Cuando lo vio salir, pareció despertar. Corrió hacia él y se le colgó del cuello, besándolo y diciéndole “mi amor, mi amor”; en voz muy alta, que pareció encontrar un sonoro eco en el salón. Ramiro se quedó rígido, avergonzado. Carmen se largó a llorar histéricamente, sonándose con un pañuelito, y Jaime se puso de pie como impulsado, por un resorte. María fue hacia él, moviendo la cabeza:
– Qué hiciste, Ramiro… -se lamentó.
Mientras, Araceli se soltó, lo tomó del brazo y le explicó, en la misma voz alta, segura:
– Les dije toda la verdad, mi amor, que estuviste toda la noche conmigo y que estamos enamorados.
Ramiro tragó saliva y suspiró profundamente. Cuando salieron, supo que Almirón lo miraba desde algún lado, y le pareció recordar -o escuchar- vagamente un chamamé.
CUARTA PARTE
Y lo que no sabes es lo único que sabes, y lo que posees es lo que no posees.
Y donde estás es donde no estás.
T. S. ELIOT
Miércoles de ceniza
XX
Se pasó todo el día en la cama. El ruido del ventilador de pie lo ayudó con una ligera sensación de bienestar. Pero la somnolencia lo fue ganando. Durmió, tuvo pesadillas, se despertó, muchas veces. No quiso levantarse al mediodía para comer. Volvió a despertarse a las tres y media de la tarde, y a las cinco, y cada vez decidió seguir durmiendo.
Era el atardecer cuando encendió un cigarrillo y se quedó mirando cómo la luz del día se apagaba del otro lado de las persianas metálicas.
Se sentía deprimido. Momentáneamente se había salvado, sí, pero recordaba la advertencia de Almirón: “Usted sigue en una situación de mierda” Y tenía razón. Todo estaba en contra: en primer lugar, atrapado por Araceli, a la que no amaba ni mucho menos. En segundo lugar, no había evitado el escándalo, porque ya en los diarios de esa mañana -que había leído antes de dormirse- se lo vinculaba, elípticamente, al posible asesinato de Tennembaum. El Territorio y Norte, los dos diarios locales, daban mucho despliegue al caso. Nunca había crímenes resonantes en el Chaco, y éste era un asunto precioso para ellos. Era previsible que al día siguiente, aunque después se lo desvinculara, su nombre volvería a aparecer. ¿Y cómo explicarían, después, que estaba fuera del caso? ¿Y qué dirían Gamboa y Almirón, que ayer habían asegurado que estaban sobre pistas seguras y que de un momento a otro atraparían al asesino? ¿Qué asesino mostrarían a la prensa? Porque ellos habían descartado, también ante los periodistas, que se tratara de un accidente, mucho menos de un suicidio. No había una imputación desmesurada contra él, pero, de hecho, su nombre aparecía involucrado. Cierta cuota de escándalo era ya imparable. Resistencia no escatimaría lengua para un caso así.
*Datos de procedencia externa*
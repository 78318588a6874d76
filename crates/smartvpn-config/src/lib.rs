//! Configuration for the Smart VPN CLI.
//!
//! TOML file plus `SMARTVPN_` environment overrides, and translation to
//! `smartvpn_core::SyncConfig` / `TransportConfig`. The CLI layers its own
//! flag overrides on top.

use std::collections::BTreeSet;
use std::path::{Path, PathBuf};
use std::time::Duration;

use directories::ProjectDirs;
use figment::{
    Figment,
    providers::{Env, Format, Serialized, Toml},
};
use serde::{Deserialize, Serialize};
use thiserror::Error;
use url::Url;

use smartvpn_core::{DEFAULT_POLL_INTERVAL, ScreenKind, SyncConfig, TransportConfig};

/// Backend used when no file, variable or flag names one.
pub use smartvpn_core::DEFAULT_BASE_URL as DEFAULT_BACKEND_URL;

/// Environment prefix; nested keys split on `__` (`SMARTVPN_POLLING__INTERVAL_MS`).
pub const ENV_PREFIX: &str = "SMARTVPN_";

// ── Error ───────────────────────────────────────────────────────────

#[derive(Debug, Error)]
pub enum ConfigError {
    #[error("invalid {field}: {reason}")]
    Validation { field: String, reason: String },

    #[error("failed to serialize config: {0}")]
    Serialization(#[from] toml::ser::Error),

    #[error("config loading failed: {0}")]
    Figment(Box<figment::Error>),

    #[error("IO error: {0}")]
    Io(#[from] std::io::Error),
}

impl From<figment::Error> for ConfigError {
    fn from(err: figment::Error) -> Self {
        Self::Figment(Box::new(err))
    }
}

// ── TOML config structs ─────────────────────────────────────────────

#[derive(Debug, Clone, Default, PartialEq, Eq, Deserialize, Serialize)]
#[serde(deny_unknown_fields)]
pub struct Config {
    #[serde(default)]
    pub backend: BackendSection,

    #[serde(default)]
    pub polling: PollingSection,
}

#[derive(Debug, Clone, PartialEq, Eq, Deserialize, Serialize)]
#[serde(deny_unknown_fields)]
pub struct BackendSection {
    /// Base URL the endpoint paths are joined under.
    #[serde(default = "default_url")]
    pub url: String,

    /// Request timeout in seconds. Unset leaves the platform default.
    #[serde(default, skip_serializing_if = "Option::is_none")]
    pub timeout_secs: Option<u64>,
}

impl Default for BackendSection {
    fn default() -> Self {
        Self {
            url: default_url(),
            timeout_secs: None,
        }
    }
}

#[derive(Debug, Clone, PartialEq, Eq, Deserialize, Serialize)]
#[serde(deny_unknown_fields)]
pub struct PollingSection {
    /// Refresh period for periodic screens; 0 disables periodic refresh.
    #[serde(default = "default_interval_ms")]
    pub interval_ms: u64,

    /// Screens that fetch only on mount.
    #[serde(default = "default_one_shot_screens")]
    pub one_shot_screens: Vec<ScreenKind>,

    /// Let all status screens share one poller.
    #[serde(default)]
    pub shared_feed: bool,
}

impl Default for PollingSection {
    fn default() -> Self {
        Self {
            interval_ms: default_interval_ms(),
            one_shot_screens: default_one_shot_screens(),
            shared_feed: false,
        }
    }
}

fn default_url() -> String {
    DEFAULT_BACKEND_URL.into()
}
fn default_interval_ms() -> u64 {
    u64::try_from(DEFAULT_POLL_INTERVAL.as_millis()).unwrap_or(3000)
}
fn default_one_shot_screens() -> Vec<ScreenKind> {
    SyncConfig::default().one_shot_screens.into_iter().collect()
}

// ── Translation ─────────────────────────────────────────────────────

impl Config {
    pub fn backend_url(&self) -> Result<Url, ConfigError> {
        parse_backend_url(&self.backend.url)
    }

    pub fn transport_config(&self) -> TransportConfig {
        match self.backend.timeout_secs {
            Some(secs) if secs > 0 => {
                TransportConfig::default().with_timeout(Duration::from_secs(secs))
            }
            _ => TransportConfig::default(),
        }
    }

    pub fn sync_config(&self) -> SyncConfig {
        SyncConfig {
            poll_interval: Duration::from_millis(self.polling.interval_ms),
            one_shot_screens: self
                .polling
                .one_shot_screens
                .iter()
                .copied()
                .collect::<BTreeSet<_>>(),
            shared_feed: self.polling.shared_feed,
        }
    }

    /// Check everything extraction cannot.
    pub fn validate(&self) -> Result<(), ConfigError> {
        self.backend_url()?;
        Ok(())
    }
}

/// Parse a backend base URL; only http(s) is accepted.
pub fn parse_backend_url(raw: &str) -> Result<Url, ConfigError> {
    let url = Url::parse(raw).map_err(|e| ConfigError::Validation {
        field: "backend.url".into(),
        reason: format!("{e}: {raw}"),
    })?;
    if !matches!(url.scheme(), "http" | "https") {
        return Err(ConfigError::Validation {
            field: "backend.url".into(),
            reason: format!("expected an http or https URL, got '{raw}'"),
        });
    }
    Ok(url)
}

// ── Config file path ────────────────────────────────────────────────

/// Resolve the config file path via XDG / platform conventions.
pub fn config_path() -> PathBuf {
    ProjectDirs::from("com", "smartvpn", "smartvpn").map_or_else(
        || {
            let mut p = dirs_fallback();
            p.push("config.toml");
            p
        },
        |dirs| dirs.config_dir().join("config.toml"),
    )
}

fn dirs_fallback() -> PathBuf {
    let mut p = PathBuf::from(std::env::var("HOME").unwrap_or_else(|_| ".".into()));
    p.push(".config");
    p.push("smartvpn");
    p
}

// ── Config loading ──────────────────────────────────────────────────

/// Defaults, then the TOML file at `path` (a missing file is fine), then
/// `SMARTVPN_*` variables.
pub fn load_config_from(path: &Path) -> Result<Config, ConfigError> {
    let figment = Figment::new()
        .merge(Serialized::defaults(Config::default()))
        .merge(Toml::file(path))
        // Flag-level variables belong to the CLI, not the file schema.
        .merge(
            Env::prefixed(ENV_PREFIX)
                .split("__")
                .ignore(&["backend", "config"]),
        );

    let config: Config = figment.extract()?;
    config.validate()?;
    Ok(config)
}

// ── Config saving ───────────────────────────────────────────────────

/// Serialize config to TOML and write it to `path`, creating parent dirs.
pub fn save_config_to(cfg: &Config, path: &Path) -> Result<(), ConfigError> {
    if let Some(parent) = path.parent() {
        std::fs::create_dir_all(parent)?;
    }
    let toml_str = toml::to_string_pretty(cfg)?;
    std::fs::write(path, toml_str)?;
    Ok(())
}

#[cfg(test)]
#[allow(clippy::unwrap_used)]
mod tests {
    use pretty_assertions::assert_eq;
    use smartvpn_core::RefreshPolicy;

    use super::*;

    fn write(dir: &tempfile::TempDir, contents: &str) -> PathBuf {
        let path = dir.path().join("config.toml");
        std::fs::write(&path, contents).unwrap();
        path
    }

    #[test]
    fn missing_file_yields_defaults() {
        let dir = tempfile::tempdir().unwrap();
        let config = load_config_from(&dir.path().join("absent.toml")).unwrap();

        assert_eq!(config, Config::default());
        assert_eq!(config.backend_url().unwrap().as_str(), DEFAULT_BACKEND_URL);
        assert_eq!(config.sync_config(), SyncConfig::default());
    }

    #[test]
    fn file_overrides_polling() {
        let dir = tempfile::tempdir().unwrap();
        let path = write(
            &dir,
            r#"
[backend]
url = "http://10.0.0.5:3001/api"
timeout_secs = 5

[polling]
interval_ms = 1500
one_shot_screens = ["history"]
shared_feed = true
"#,
        );

        let config = load_config_from(&path).unwrap();
        let sync = config.sync_config();

        assert_eq!(config.backend_url().unwrap().host_str(), Some("10.0.0.5"));
        assert_eq!(
            sync.policy_for(ScreenKind::Servers),
            RefreshPolicy::Periodic(Duration::from_millis(1500))
        );
        assert_eq!(sync.policy_for(ScreenKind::History), RefreshPolicy::OneShot);
        assert!(sync.shared_feed);
        assert_eq!(
            config.transport_config().timeout,
            Some(Duration::from_secs(5))
        );
    }

    #[test]
    fn unknown_screen_is_rejected() {
        let dir = tempfile::tempdir().unwrap();
        let path = write(&dir, "[polling]\none_shot_screens = [\"settings\"]\n");

        let err = load_config_from(&path).unwrap_err();
        assert!(matches!(err, ConfigError::Figment(_)), "got: {err:?}");
    }

    #[test]
    fn unknown_field_is_rejected() {
        let dir = tempfile::tempdir().unwrap();
        let path = write(&dir, "[polling]\nintervall_ms = 10\n");

        assert!(load_config_from(&path).is_err());
    }

    #[test]
    fn non_http_backend_url_fails_validation() {
        let dir = tempfile::tempdir().unwrap();
        let path = write(&dir, "[backend]\nurl = \"ftp://example.com\"\n");

        match load_config_from(&path).unwrap_err() {
            ConfigError::Validation { field, .. } => assert_eq!(field, "backend.url"),
            other => panic!("expected Validation, got: {other:?}"),
        }
    }

    #[test]
    fn saved_config_loads_back() {
        let dir = tempfile::tempdir().unwrap();
        let path = dir.path().join("nested").join("config.toml");
        let mut config = Config::default();
        config.polling.shared_feed = true;
        config.backend.timeout_secs = Some(10);

        save_config_to(&config, &path).unwrap();

        assert_eq!(load_config_from(&path).unwrap(), config);
    }

    #[test]
    fn zero_timeout_means_platform_default() {
        let mut config = Config::default();
        config.backend.timeout_secs = Some(0);
        assert_eq!(config.transport_config().timeout, None);
    }
}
En tercer lugar, aunque se desligara bien del asunto, para las autoridades universitarias eso podía ser definitivo. Peligraba, no podía ocultárselo, su nombramiento. Máxime porque no se había mostrado cooperativo, sino todo lo contrario, con Gamboa Boschetti. Y éste había sido claro: “Usted no está siendo admitido en la universidad sólo por sus estudios, ni por sus títulos”. ¿Qué diría, hoy, a los periodistas, el jefe de Policía? ¿Que se habían equivocado? Eso era ilusorio. No darían a la prensa la versión de Araceli, naturalmente, porque se trataba de una menor y porque la policía quedaría en ridículo. Pero ese temible teniente coronel era capaz de cualquier nuevo golpe bajo.